Enrique Diaz, 24, leads a busy life. He works 50 to 60 hours per week as a waiter at a restaurant in Lower Manhattan and takes classes at John Jay College for Criminal Justice, where he’s close to earning a bachelor’s degree in forensic psychology. On November 8, Diaz suddenly got a new challenge: contending with an incoming president who wants to purge him—and his family—from the country.
President-elect Donald Trump ran on a platform of bare-knuckled xenophobia, insulting Muslims and Mexicans and vowing to expel 11 million undocumented immigrants. Since the election, he has reiterated those sentiments, declaring he would assemble a “deportation force,” appointing a champion of anti-Muslim extremists, Steve Bannon, as his chief White House strategist, and tapping a notorious immigrant-basher, Sen. Jeff Sessions (R-Alabama), as attorney general.
As I noted in this pre-election post, the Trump program amounts to a direct attack on the very people who feed us. The entire food system, from farm fields to meat-packing floors to restaurants, is shot through with immigrants, large numbers of whom are undocumented.
To get an idea of what it feels like to work in the food system while being targeted by the incoming administration, I interviewed Diaz for Bite podcast.
He moved to Brooklyn at eight years old, when his parents migrated from Mexico City without papers. Still living in Brooklyn, he currently has a two-year work permit under a program called Deferred Action for Childhood Arrivals (DACA), a policy created by a 2012 Obama administration executive order. DACA is intended to protect the approximately 1.7 million people in Diaz’ circumstances: undocumented young adults who migrated to the United States before their 16th birthday. DACA doesn’t offer a path to citizenship; it allows people who quality to apply for work permits and gain temporary protection against deportation.

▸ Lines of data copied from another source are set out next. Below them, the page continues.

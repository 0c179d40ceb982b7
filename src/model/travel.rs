//! Journeys between towns and the random encounters along the road.

use chrono::{DateTime, Duration, Utc};
use rand::Rng;

use crate::{
    model::{
        inventory::Inventory,
        item::Item,
        location::Location,
        town::Connection,
        translation::Translator,
    },
    util::text::placeholders,
};

/// Quiet period after an encounter before the next one can happen.
pub const ENCOUNTER_COOLDOWN_SECS: i64 = 30;

/// Chance per tick of an encounter, in percent.
const ENCOUNTER_CHANCE: u32 = 1;

#[derive(Debug, Clone, PartialEq)]
pub struct Travel {
    pub character_id: u64,
    /// Language messages in the travel thread are written in.
    pub language: String,
    pub start_town: String,
    pub connection: Connection,
    pub thread_id: u64,
    pub start: DateTime<Utc>,
    pub end: DateTime<Utc>,
    /// Time of the last encounter, `None` until the first one.
    pub last_interruption: Option<DateTime<Utc>>,
}

impl Travel {
    pub fn new(
        character_id: u64,
        language: impl Into<String>,
        start_town: impl Into<String>,
        connection: Connection,
        thread_id: u64,
        start: DateTime<Utc>,
        duration: Duration,
    ) -> Self {
        Self {
            character_id,
            language: language.into(),
            start_town: start_town.into(),
            connection,
            thread_id,
            start,
            end: start + duration,
            last_interruption: None,
        }
    }

    pub fn has_arrived(&self, now: DateTime<Utc>) -> bool {
        now >= self.end
    }

    /// Where the character ends up, the destination's marketplace if the
    /// connection name fails to parse.
    pub fn destination(&self) -> Location {
        self.connection
            .destination()
            .unwrap_or_else(|_| Location::town_center(self.connection.name.clone()))
    }

    /// Rolls for something happening on the road.
    ///
    /// Records the interruption when an encounter is returned.
    pub fn roll_encounter(&mut self, now: DateTime<Utc>, rng: &mut impl Rng) -> Option<Encounter> {
        if self
            .last_interruption
            .is_some_and(|last| now - last < Duration::seconds(ENCOUNTER_COOLDOWN_SECS))
        {
            return None;
        }
        if rng.random_range(0..100) >= ENCOUNTER_CHANCE {
            return None;
        }

        self.last_interruption = Some(now);

        let item = if rng.random_range(0..100) < 80 {
            Item::Pebble
        } else {
            Item::BronzeCoin
        };

        Some(Encounter {
            item,
            amount: rng.random_range(1..=10),
        })
    }
}

/// Items found lying on the road.
#[derive(Debug, Clone, Copy, PartialEq, Eq)]
pub struct Encounter {
    pub item: Item,
    pub amount: u32,
}

#[derive(Debug, Clone, Copy, PartialEq, Eq)]
pub enum EncounterOutcome {
    Found,
    /// Some of the found items did not fit and were left behind.
    NotEnoughSpace { dropped: u32 },
}

impl Encounter {
    /// Puts the found items into the inventory.
    pub fn collect(&self, inventory: &mut Inventory) -> EncounterOutcome {
        match inventory.add_item(self.item, self.amount) {
            0 => EncounterOutcome::Found,
            dropped => EncounterOutcome::NotEnoughSpace { dropped },
        }
    }

    /// Message posted to the travel thread.
    pub fn message(
        &self,
        outcome: EncounterOutcome,
        translator: &impl Translator,
        language: &str,
    ) -> String {
        let item = translator.translate(language, &self.item.name_key());

        match outcome {
            EncounterOutcome::Found => translator.translate_with(
                language,
                "travel.found.item",
                &placeholders([
                    ("item", item),
                    (
                        "desc",
                        translator.translate(language, &self.item.description_key()),
                    ),
                    ("amount", self.amount.to_string()),
                ]),
            ),
            EncounterOutcome::NotEnoughSpace { dropped } => translator.translate_with(
                language,
                "travel.found.not_enough_space",
                &placeholders([
                    ("item", item),
                    ("amount", self.amount.to_string()),
                    ("dropAmount", dropped.to_string()),
                ]),
            ),
        }
    }
}

#[cfg(test)]
mod tests {
    use rand::{rngs::StdRng, SeedableRng};

    use super::*;
    use crate::model::translation::KeyTranslator;

    fn travel(start: DateTime<Utc>) -> Travel {
        Travel::new(
            1,
            "en-US",
            "Lakevale",
            Connection::new("Brookfield", 950),
            99,
            start,
            Duration::seconds(158),
        )
    }

    #[test]
    fn arrives_after_duration() {
        let start = DateTime::from_timestamp(1_700_000_000, 0).unwrap();
        let travel = travel(start);

        assert_eq!(travel.end, start + Duration::seconds(158));
        assert!(!travel.has_arrived(start + Duration::seconds(157)));
        assert!(travel.has_arrived(start + Duration::seconds(158)));
        assert_eq!(travel.destination(), Location::town_center("Brookfield"));
    }

    #[test]
    fn can_meet_encounter_on_first_tick() {
        let start = DateTime::from_timestamp(1_700_000_000, 0).unwrap();
        let mut rng = StdRng::seed_from_u64(3);

        let found = (0..2_000)
            .filter(|_| travel(start).roll_encounter(start, &mut rng).is_some())
            .count();

        assert!(found > 0);
    }

    #[test]
    fn no_encounter_during_cooldown() {
        let start = DateTime::from_timestamp(1_700_000_000, 0).unwrap();
        let mut travel = travel(start);
        travel.last_interruption = Some(start);
        let mut rng = StdRng::seed_from_u64(7);

        for second in 0..ENCOUNTER_COOLDOWN_SECS {
            assert!(travel
                .roll_encounter(start + Duration::seconds(second), &mut rng)
                .is_none());
        }
    }

    #[test]
    fn encounters_are_rare_and_spaced() {
        let start = DateTime::from_timestamp(1_700_000_000, 0).unwrap();
        let mut travel = travel(start);
        let mut rng = StdRng::seed_from_u64(42);
        let mut last: Option<DateTime<Utc>> = None;
        let mut count = 0;

        for second in 0..20_000 {
            let now = start + Duration::seconds(second);
            if let Some(encounter) = travel.roll_encounter(now, &mut rng) {
                assert!((1..=10).contains(&encounter.amount));
                assert!(matches!(encounter.item, Item::Pebble | Item::BronzeCoin));
                if let Some(last) = last {
                    assert!(now - last >= Duration::seconds(ENCOUNTER_COOLDOWN_SECS));
                }
                assert_eq!(travel.last_interruption, Some(now));
                last = Some(now);
                count += 1;
            }
        }

        assert!(count > 0);
        assert!(count < 1_000);
    }

    #[test]
    fn collects_into_inventory() {
        let encounter = Encounter {
            item: Item::Pebble,
            amount: 5,
        };

        let mut inventory = Inventory::default();
        assert_eq!(encounter.collect(&mut inventory), EncounterOutcome::Found);
        assert_eq!(inventory.item_amount(Item::Pebble), 5);

        let mut full = Inventory::new(1);
        full.add_item(Item::Pebble, 97);
        assert_eq!(
            encounter.collect(&mut full),
            EncounterOutcome::NotEnoughSpace { dropped: 3 }
        );
    }

    #[test]
    fn renders_messages() {
        let encounter = Encounter {
            item: Item::BronzeCoin,
            amount: 2,
        };

        assert_eq!(
            encounter.message(EncounterOutcome::Found, &KeyTranslator, "en-US"),
            "travel.found.item"
        );
        assert_eq!(
            encounter.message(
                EncounterOutcome::NotEnoughSpace { dropped: 1 },
                &KeyTranslator,
                "en-US"
            ),
            "travel.found.not_enough_space"
        );
    }
}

Trump has vowed repeatedly, including on his campaign website, to rescind DACA “immediately.” So in addition to juggling 12-hour restaurant shifts and college classes, Diaz—whose brother also has DACA status —now has to contend with a promised immigration crackdown.
I talked to Diaz about his experience on Election Day, which started with a stint volunteering as a translator at a Brooklyn polling booth, and also about how the Trump victory went over with his fellow immigrants at work and at home with his family. “I’m afraid, I’m terrified,” Enrique said. “But I can’t show it at home”—he feels like he should maintain a calm face for his parents. Such stress reverberates through the food system.